Field1 FREQUENCY SUM_Field2
1 3 2
2 1 0
3 2 2
4 1 1
2
  • 2
    Did you try building an index on field1,field2 first? In a PostgreSQL database, a GROUP BY sum query with an index on 7M rows would take just seconds. Then there's the memory workspace option. Lots of ways to do this., even a DA SearchCursor with a dictionary.
    – Vince
    Aug 17, 2022 at 4:54
  • 1
    Sounds very much like the bottle neck is not the tool but the data, I would expect the tool to complete within 1min with that number of rows. I would explore adding attribute indices and where it is you are reading the data from and writing too.

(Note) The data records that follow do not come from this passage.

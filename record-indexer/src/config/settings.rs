//! Environment-driven settings.

use std::collections::HashSet;
use std::env;
use std::str::FromStr;
use std::time::Duration;

use record_indexer_repository::http::DEFAULT_TIMEOUT;
use record_indexer_search::{BasicAuth, EngineVersion, SearchEngineConfig};
use record_indexer_shared::{
    LyricRepositoryConfig, RepositoryCommon, RepositoryConfig, RepositoryKind, SongRepositoryConfig,
};

use crate::IndexingError;

/// Default search engine node.
const DEFAULT_NODE: &str = "http://localhost:9200";

/// Default Kafka consumer group ID.
const DEFAULT_KAFKA_GROUP_ID: &str = "record-indexer";

/// Study states indexed when none are configured.
const DEFAULT_STUDY_STATES: &str = "PUBLISHED";

/// Kafka connection settings. Present only when a broker is configured.
#[derive(Debug, Clone, PartialEq, Eq)]
pub struct KafkaSettings {
    pub broker: String,
    pub group_id: String,
    pub request_topic: Option<String>,
}

/// Everything the indexer reads from its environment.
#[derive(Debug, Clone)]
pub struct Settings {
    pub search: SearchEngineConfig,
    pub repositories: Vec<RepositoryConfig>,
    pub kafka: Option<KafkaSettings>,
    pub http_timeout: Duration,
}

impl Settings {
    /// Load settings from the process environment, after reading `.env` if present.
    pub fn from_env() -> Result<Self, IndexingError> {
        dotenv::dotenv().ok();
        Self::from_lookup(|key| env::var(key).ok())
    }

    /// Load settings through a variable lookup.
    ///
    /// # Arguments
    ///
    /// * `lookup` - Returns the value of a variable, if set
    ///
    /// # Returns
    ///
    /// * `Ok(Settings)` - Parsed settings
    /// * `Err(IndexingError)` - If a value is malformed, a required key is
    ///   missing, or two repositories share a code
    pub fn from_lookup<F>(lookup: F) -> Result<Self, IndexingError>
    where
        F: Fn(&str) -> Option<String>,
    {
        let vars = Vars { lookup };

        Ok(Self {
            search: search_settings(&vars)?,
            repositories: repository_settings(&vars)?,
            kafka: kafka_settings(&vars),
            http_timeout: vars
                .parse::<u64>("REPOSITORY_HTTP_TIMEOUT_MS")?
                .map(Duration::from_millis)
                .unwrap_or(DEFAULT_TIMEOUT),
        })
    }
}

/// Typed access to the variable lookup. Blank values count as unset.
struct Vars<F> {
    lookup: F,
}

impl<F> Vars<F>
where
    F: Fn(&str) -> Option<String>,
{
    fn get(&self, key: &str) -> Option<String> {
        (self.lookup)(key)
            .map(|value| value.trim().to_string())
            .filter(|value| !value.is_empty())
    }

    fn required(&self, key: &str) -> Result<String, IndexingError> {
        self.get(key)
            .ok_or_else(|| IndexingError::config(format!("{} is required", key)))
    }

    fn parse<T: FromStr>(&self, key: &str) -> Result<Option<T>, IndexingError> {
        self.get(key)
            .map(|value| {
                value
                    .parse::<T>()
                    .map_err(|_| IndexingError::config(format!("{} has invalid value '{}'", key, value)))
            })
            .transpose()
    }

    fn flag(&self, key: &str, default: bool) -> Result<bool, IndexingError> {
        match self.get(key) {
            None => Ok(default),
            Some(value) => match value.to_ascii_lowercase().as_str() {
                "true" | "1" | "yes" => Ok(true),
                "false" | "0" | "no" => Ok(false),
                _ => Err(IndexingError::config(format!(
                    "{} has invalid value '{}'",
                    key, value
                ))),
            },
        }
    }

    fn list(&self, key: &str) -> Option<Vec<String>> {
        self.get(key).map(|value| {
            value
                .split(',')
                .map(|item| item.trim().to_string())
                .filter(|item| !item.is_empty())
                .collect()
        })
    }
}

fn search_settings<F>(vars: &Vars<F>) -> Result<SearchEngineConfig, IndexingError>
where
    F: Fn(&str) -> Option<String>,
{
    let defaults = SearchEngineConfig::default();

    let nodes = vars
        .list("ELASTICSEARCH_NODES")
        .filter(|nodes| !nodes.is_empty())
        .unwrap_or_else(|| vec![DEFAULT_NODE.to_string()]);

    let version = match vars.parse::<u32>("ELASTICSEARCH_VERSION")? {
        Some(major) => EngineVersion::from_major(major)?,
        None => defaults.version,
    };

    let basic_auth = if vars.flag("ELASTICSEARCH_BASIC_AUTH_ENABLED", false)? {
        Some(BasicAuth {
            user: vars.required("ELASTICSEARCH_USER")?,
            password: vars.required("ELASTICSEARCH_PASSWORD")?,
        })
    } else {
        None
    };

    let docs_per_bulk_request = match vars.parse::<usize>("ELASTICSEARCH_DOCS_PER_BULK_REQUEST")? {
        Some(0) => None,
        Some(size) => Some(size),
        None => defaults.docs_per_bulk_request,
    };

    Ok(SearchEngineConfig {
        nodes,
        version,
        basic_auth,
        connection_timeout: vars
            .parse::<u64>("ELASTICSEARCH_CONNECTION_TIMEOUT_MS")?
            .map(Duration::from_millis),
        max_retries: vars
            .parse::<u32>("ELASTICSEARCH_RETRY_MAX_ATTEMPTS")?
            .unwrap_or(defaults.max_retries),
        retry_wait: vars
            .parse::<u64>("ELASTICSEARCH_RETRY_WAIT_MS")?
            .map(Duration::from_millis)
            .unwrap_or(defaults.retry_wait),
        docs_per_bulk_request,
    })
}

/// Scan `REPOSITORIES_{i}_*` groups from zero until a group has no base URL.
fn repository_settings<F>(vars: &Vars<F>) -> Result<Vec<RepositoryConfig>, IndexingError>
where
    F: Fn(&str) -> Option<String>,
{
    let mut repositories = Vec::new();
    let mut codes = HashSet::new();

    for i in 0.. {
        let key = |name: &str| format!("REPOSITORIES_{}_{}", i, name);

        let Some(base_url) = vars.get(&key("BASE_URL")) else {
            break;
        };

        let common = RepositoryCommon {
            code: vars.required(&key("CODE"))?,
            name: vars.get(&key("NAME")).unwrap_or_default(),
            base_url,
            index_name: vars.required(&key("INDEX_NAME"))?,
            pagination_size: vars.parse::<u32>(&key("PAGINATION_SIZE"))?.filter(|size| *size > 0),
            kafka_topic: vars.get(&key("KAFKA_TOPIC")),
        };

        if !codes.insert(common.code.clone()) {
            return Err(IndexingError::config(format!(
                "{} duplicates repository code '{}'",
                key("CODE"),
                common.code
            )));
        }

        let type_key = key("TYPE");
        let kind = RepositoryKind::from_str(&vars.required(&type_key)?)
            .map_err(|e| IndexingError::config(format!("{}: {}", type_key, e)))?;

        let config = match kind {
            RepositoryKind::Song => RepositoryConfig::Song(SongRepositoryConfig {
                common,
                indexable_study_states: vars
                    .list(&key("SONG_INDEXABLE_STUDY_STATES"))
                    .unwrap_or_else(|| vec![DEFAULT_STUDY_STATES.to_string()])
                    .into_iter()
                    .collect(),
                analysis_centric_enabled: vars.flag(&key("SONG_ANALYSIS_CENTRIC_ENABLED"), true)?,
                organization: vars.get(&key("SONG_ORGANIZATION")),
                country: vars.get(&key("SONG_COUNTRY")),
            }),
            RepositoryKind::Lyric => RepositoryConfig::Lyric(LyricRepositoryConfig {
                common,
                category_id: vars
                    .parse::<u32>(&key("LYRIC_CATEGORY_ID"))?
                    .ok_or_else(|| IndexingError::config(format!("{} is required", key("LYRIC_CATEGORY_ID"))))?,
                valid_data_only: vars.flag(&key("LYRIC_VALID_DATA_ONLY"), true)?,
            }),
        };

        repositories.push(config);
    }

    Ok(repositories)
}

fn kafka_settings<F>(vars: &Vars<F>) -> Option<KafkaSettings>
where
    F: Fn(&str) -> Option<String>,
{
    let broker = vars.get("KAFKA_BROKER")?;

    Some(KafkaSettings {
        broker,
        group_id: vars
            .get("KAFKA_GROUP_ID")
            .unwrap_or_else(|| DEFAULT_KAFKA_GROUP_ID.to_string()),
        request_topic: vars.get("KAFKA_REQUEST_TOPIC"),
    })
}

In memory would be quickest as would a local SSD drive.
    – Hornbydd
    Aug 17, 2022 at 7:23

1 Answer 1

1

This is why I am using Pandas, to do a job quickly:

enter image description here

Output:

enter image description here

Script:

import arcpy
from arcpy import env
inTable=arcpy.GetParameterAsText(0)
caseField=arcpy.GetParameterAsText(1)
theFields=arcpy.GetParameterAsText(2).split(";")
outTable=arcpy.GetParameterAsText(3)
usePandas=arcpy.GetParameterAsText(4)
env.overwriteOutput = True
aTypes=["SUM"]

if usePandas=='false':
    arcpy.AddMessage("Using ArcGIS")
    if len(theFields[0]):
        stats=[[field, "SUM"] for field in theFields]
        arcpy.analysis.Statistics(inTable,outTable,stats,caseField)
    else:
        arcpy.analysis.Frequency(inTable,outTable,caseField)
else:
    arcpy.AddMessage("Using Pandas")
    fldSource=arcpy.ListFields(inTable)
    sourceNames=[row.name for row in fldSource]
    i=sourceNames.index(caseField)
    fld=fldSource[i]
    theType = fld.type
    import pandas as pd
    import string, random,os
    csv=''.join(random.choice(string.ascii_uppercase + string.digits) for _ in range(10))
    outCSV='F:/scratch/%s.csv'%csv
    if len(theFields[0]):
        tbl=arcpy.da.TableToNumPyArray(inTable,[caseField]+theFields)
        df=pd.DataFrame(tbl);del tbl
        df["Frequency"]=1
        fList=["Frequency"]+theFields
    else:
        tbl=arcpy.da.TableToNumPyArray(inTable,caseField)
        df=pd.DataFrame(tbl);del tbl
        df["Frequency"]=1
        fList=["Frequency"]
    sums=df.groupby([caseField])[fList].sum()
    del df
    if theType=='String':
        outINI='F:/scratch/schema.ini'
        f = open(outINI, "w")
        f.write('[%s.csv]\n' %csv)
        f.write('Col1=%s Text' %caseField)
        f.close()            
    arcpy.AddMessage(sums.head())
    sums.to_csv (outCSV,header=True)
    GDB,tbl=os.path.split(outTable)


    arcpy.conversion.TableToTable(outCSV, GDB, tbl)
    arcpy.management.Delete(outCSV)
       

The code could be much-much shorter, but ArcGIS has a mysterious ways of dealing with CSV files.

For a set of about 800Krecords, Pandas is 5.5 times faster, but slightly slower for tiny datasets.